The Catholic impact on Western law can hardly be overestimated.


canonlaw A common accusation against Roman Catholicism is that it is legalistic, slavishly beholden to an elaborate set of rules and precepts and thereby resistant to the movements of the Holy Spirit or the mercy of God.  The charge may not be entirely without its merits, especially at certain times in the Church's history, in certain places, and with certain figures, but for it to be evaluated fairly an important distinction must be drawn between the prominent use of or focus on law on the one hand and legalism on the other.  Legalism is the practice of law emptied of the virtue of prudence, and so it is not the presence of legal frameworks or legal thought but the absence of a cardinal virtue that determines the extent of legalism per se.  My goal this afternoon is not to answer whether the Catholic Church is or has been legalistic but to agree that it has had an abiding interest in the law and that Western civilization is much the better for it.

Impact of the Church on Western Law

For the Catholic impact on Western law can hardly be overestimated.  It was the development of canon law in the Middle Ages that retrieved, transformed, and then re-presented the long-forgotten Justinian code of the ancient Roman Empire to emerging European polities in dire need of good juridical models.  Specifically, it was the emergence of ecclesiastical courts after Pope Gregory VII that prompted civil courts to imitate and eventually supersede them.

This imitation can be seen in several different ways, beginning with the very idea of the rule of law.  Although this principle may be found in several ancient civilizations, its reintroduction to the West is the result of the medieval Church.  Professor Charles Donahue, Jr., speculates that several unique factors contributed to this development, including 1) the "dual" aspect of medieval society, with its conflicts between altar and throne; 2) a plurality of legal jurisdictions, including ecclesiastical courts and royal courts; and, perhaps most importantly, 3) the Catholic belief in the transcendence of God and in overarching immutable principles that transcend particular legal codes — in other words, in the reassuring rationality of the Divine Logos and the reasonableness of His order.

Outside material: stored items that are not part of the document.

//! Artefact download for Git LFS backed package files.
//!
//! Provides a trait-based abstraction over the HTTP transport, enabling
//! dependency injection for testing, and the streaming fetch that replaces a
//! pointer file with the real content through a sibling `.tmp` file.

use camino::{Utf8Path, Utf8PathBuf};
use log::{debug, warn};
use std::io::{ErrorKind, Read, Write};
use std::sync::OnceLock;
use std::time::Duration;

use crate::lfs::pointer::MIN_ARTEFACT_SIZE;
use crate::output::{format_bytes, write_line};

/// User agent sent with every download request.
pub const USER_AGENT: &str = "Composer-Git-LFS-Downloader/1.0";

/// Accepted media type for downloaded artefacts.
const ACCEPT_OCTET_STREAM: &str = "application/octet-stream";

/// Time allowed to connect and to receive the response headers.
///
/// The body is not capped as a whole: a slow but steady transfer of a large
/// archive runs to completion.
pub const DOWNLOAD_TIMEOUT: Duration = Duration::from_secs(300);

/// Redirects followed before giving up (raw GitHub URLs redirect to the
/// media host).
const MAX_REDIRECTS: u32 = 10;

/// Read buffer size while streaming.
pub const CHUNK_SIZE: usize = 8192;

/// Progress is reported every time this many bytes have been received.
pub const PROGRESS_INTERVAL: u64 = 1024 * 1024;

/// Trait for opening a byte stream for a URL.
///
/// Abstractions allow tests to replace HTTP with in-memory readers.
///
/// # Examples
///
/// ```
/// use javonet_installer::artefact::download::HttpSource;
///
/// let source = HttpSource::new();
/// // Use source.open(url) in production
/// ```
#[cfg_attr(test, mockall::automock)]
pub trait ArtefactSource {
    /// Open a reader over the body served at `url`.
    ///
    /// # Errors
    ///
    /// Returns an error if the request fails or the server reports an
    /// error status.
    fn open(&self, url: &str) -> Result<Box<dyn Read>, DownloadError>;
}

/// Errors arising from artefact download operations.
#[derive(Debug, thiserror::Error)]
pub enum DownloadError {
    /// HTTP request failed.
    #[error("download failed for {url}: {reason}")]
    Http {
        /// The URL that was requested.
        url: String,
        /// A human-readable description of the failure.
        reason: String,
    },

    /// The requested artefact was not found (HTTP 404).
    #[error("artefact not found: {url}")]
    NotFound {
        /// The URL that returned 404.
        url: String,
    },

    /// The response body could not be read to the end.
    #[error("failed to read from {url}: {source}")]
    Read {
        /// The URL being streamed.
        url: String,
        /// The underlying transport error.
        #[source]
        source: std::io::Error,
    },

    /// I/O error creating, writing, or installing the downloaded file.
    #[error("I/O error writing download: {0}")]
    Io(#[from] std::io::Error),

    /// The download finished but is too small to be real content.
    #[error("downloaded file seems too small ({size} bytes), might be another LFS pointer")]
    PointerPayload {
        /// Size of the rejected download.
        size: u64,
    },
}

/// HTTP-based source using `ureq`.
#[derive(Clone)]
pub struct HttpSource {
    agent: ureq::Agent,
}

impl HttpSource {
    /// Source using the shared agent and [`DOWNLOAD_TIMEOUT`].
    #[must_use]
    pub fn new() -> Self {
        Self {
            agent: shared_agent().clone(),
        }
    }

    /// Source whose connect and response-header phases time out after
    /// `timeout`.
    #[must_use]
    pub fn with_timeout(timeout: Duration) -> Self {
        Self {
            agent: build_agent(timeout),
        }
    }
}

impl Default for HttpSource {
    fn default() -> Self {
        Self::new()
    }
}

impl ArtefactSource for HttpSource {
    fn open(&self, url: &str) -> Result<Box<dyn Read>, DownloadError> {
        let response = self
            .agent
            .get(url)
            .header("Accept", ACCEPT_OCTET_STREAM)
            .call()
            .map_err(|e| map_ureq_error(url, &e))?;
        Ok(Box::new(response.into_body().into_reader()))
    }
}

fn shared_agent() -> &'static ureq::Agent {
    static AGENT: OnceLock<ureq::Agent> = OnceLock::new();
    AGENT.get_or_init(|| build_agent(DOWNLOAD_TIMEOUT))
}

fn build_agent(timeout: Duration) -> ureq::Agent {
    let config = ureq::Agent::config_builder()
        .timeout_connect(Some(timeout))
        .timeout_recv_response(Some(timeout))
        .max_redirects(MAX_REDIRECTS)
        .user_agent(USER_AGENT)
        .build();
    ureq::Agent::new_with_config(config)
}

/// Map a ureq error to a [`DownloadError`].
fn map_ureq_error(url: &str, err: &ureq::Error) -> DownloadError {
    match err {
        ureq::Error::StatusCode(404) => DownloadError::NotFound {
            url: url.to_owned(),
        },
        other => DownloadError::Http {
            url: url.to_owned(),
            reason: other.to_string(),
        },
    }
}

/// Return the temporary download path used for `dest`.
///
/// # Examples
///
/// ```
/// use camino::Utf8Path;
/// use javonet_installer::artefact::download::temp_path_for;
///
/// assert_eq!(temp_path_for(Utf8Path::new("packages/a.zip")), "packages/a.zip.tmp");
/// ```
#[must_use]
pub fn temp_path_for(dest: &Utf8Path) -> Utf8PathBuf {
    Utf8PathBuf::from(format!("{dest}.tmp"))
}

/// Download `url` and install the body at `dest`.
///
/// The body is streamed into `<dest>.tmp` (any stale temporary file is
/// removed first). A completed download smaller than
/// [`MIN_ARTEFACT_SIZE`] bytes is rejected as another placeholder and the
/// destination is left untouched. Otherwise the existing destination is
/// removed and the temporary file renamed into place.
///
/// Progress lines are written to `progress`. The temporary file never
/// outlives this call.
///
/// Returns the size of the installed file.
///
/// # Errors
///
/// Returns [`DownloadError::Http`] or [`DownloadError::NotFound`] when the
/// request fails, [`DownloadError::Read`] when the stream breaks,
/// [`DownloadError::Io`] on local file failures, and
/// [`DownloadError::PointerPayload`] for undersized downloads.
pub fn fetch_artefact(
    source: &dyn ArtefactSource,
    url: &str,
    dest: &Utf8Path,
    progress: &mut dyn Write,
) -> Result<u64, DownloadError> {
    write_line(progress, format_args!("  Downloading from: {url}"));

    let temp_path = temp_path_for(dest);
    remove_if_exists(&temp_path)?;

    let result = download_and_install(source, url, dest, &temp_path, progress);
    if result.is_err() {
        discard_temp(&temp_path);
    }
    result
}

fn download_and_install(
    source: &dyn ArtefactSource,
    url: &str,
    dest: &Utf8Path,
    temp_path: &Utf8Path,
    progress: &mut dyn Write,
) -> Result<u64, DownloadError> {
    let mut reader = source.open(url)?;
    let mut file = std::fs::File::create(temp_path)?;
    let streamed = stream_with_progress(&mut reader, &mut file, url, progress)?;
    file.flush()?;
    drop(file);
    drop(reader);

    let size = std::fs::metadata(temp_path)?.len();
    debug!("fetch_artefact: streamed {streamed} bytes, {size} on disk for {dest}");
    if size < MIN_ARTEFACT_SIZE {
        write_line(
            progress,
            format_args!(
                "  Downloaded file seems too small ({size} bytes), might be another LFS pointer"
            ),
        );
        return Err(DownloadError::PointerPayload { size });
    }

    remove_if_exists(dest)?;
    std::fs::rename(temp_path, dest)?;

    write_line(
        progress,
        format_args!("  Downloaded: {} bytes", format_bytes(size)),
    );
    Ok(size)
}

/// Copy `reader` into `writer` in [`CHUNK_SIZE`] chunks, reporting each
/// [`PROGRESS_INTERVAL`] boundary crossed.
fn stream_with_progress(
    reader: &mut dyn Read,
    writer: &mut dyn Write,
    url: &str,
    progress: &mut dyn Write,
) -> Result<u64, DownloadError> {
    let mut buffer = vec![0_u8; CHUNK_SIZE];
    let mut total: u64 = 0;

    loop {
        let read = match reader.read(&mut buffer) {
            Ok(0) => break,
            Ok(read) => read,
            Err(e) if e.kind() == ErrorKind::Interrupted => continue,
            Err(source) => {
                write_line(progress, "  Failed to read from URL");
                return Err(DownloadError::Read {
                    url: url.to_owned(),
                    source,
                });
            }
        };

        let Some(chunk) = buffer.get(..read) else {
            break;
        };
        if let Err(e) = writer.write_all(chunk) {
            write_line(progress, "  Failed to write to temporary file");
            return Err(DownloadError::Io(e));
        }

        let previous = total;
        total += read as u64;
        if total / PROGRESS_INTERVAL > previous / PROGRESS_INTERVAL {
            write_line(
                progress,
                format_args!("  Downloaded: {} bytes...", format_bytes(total)),
            );
        }
    }

    Ok(total)
}

fn remove_if_exists(path: &Utf8Path) -> std::io::Result<()> {
    match std::fs::remove_file(path) {
        Err(e) if e.kind() != ErrorKind::NotFound => Err(e),
        _ => Ok(()),
    }
}

fn discard_temp(temp_path: &Utf8Path) {
    if let Err(e) = remove_if_exists(temp_path) {
        warn!("failed to remove temporary file {temp_path}: {e}");
    }
}

#[cfg(test)]
#[path = "download_tests.rs"]
mod tests;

We can also see the impact of Catholicism on the Anglo-American common law tradition.  As John C. H. Wu writes, "[W]hile the Roman law was a deathbed convert to Christianity, the common law was a cradle Christian.  Common law presupposed that the same God who governs the "laws of nature" (such as gravity and generation) also governs the "natural law," those universally binding moral precepts that are knowable to all men and women because they are written on the tablets of their heart (Romans 2:15).  The Christian pedigree of common law was clearly recognized by jurisprudence theorists like Sir William Blackstone, whose Commentaries on the Law of England was to exert an enormous influence on British and early American law.  Indeed, in 1829 Joseph Story could write, "There never has been a period in which the Common Law did not recognize Christianity as lying at its foundations."  (On a side note, the shift to a pure secularism that eventually did occur in the United States seems to be the result of Justice Oliver Wendell Holmes, who ridiculed the law's relation to the divine and instituted a positivist approach based on judiciary opinion.  The planks for Holmes's rejection, however, had been laid a century earlier by Thomas Jefferson, who vigorously denied that Christianity is or "ever was a part of the common law.")

"There never has been a period in which the Common Law did not recognize Christianity as lying at its foundations."

Another byproduct of the legal system to emerge from the crucible of medieval Catholic tradition is the concept of equity, the fair settlement of grievances and injustices often beyond the purview of statutory law.  It was the ecclesiastical courts and religious orders of the Church that introduced the idea of equity to the English realm and hence to Anglo-American law.  By combining aspects of Greco-Roman law, Celtic-Saxon custom, and Judeo-Christian principles in their efforts to be fair when adjudicating canon law cases, the Church and its courts became the locus for equitable justice in medieval England.  This, however, was seen as a threat to the civil courts, and so in 1349 the king transferred this power to his Chancery.  The once exclusively religious dimension of justice was then definitively secularized by Henry VIII, who eliminated all ecclesiastical courts in 1534 when he subjected the Church in England to the authority of the state.  Equity courts such as the Chancery, however, existed separately from law courts in Great Britain as well as the United States into the nineteenth century, when the two were conflated into one system.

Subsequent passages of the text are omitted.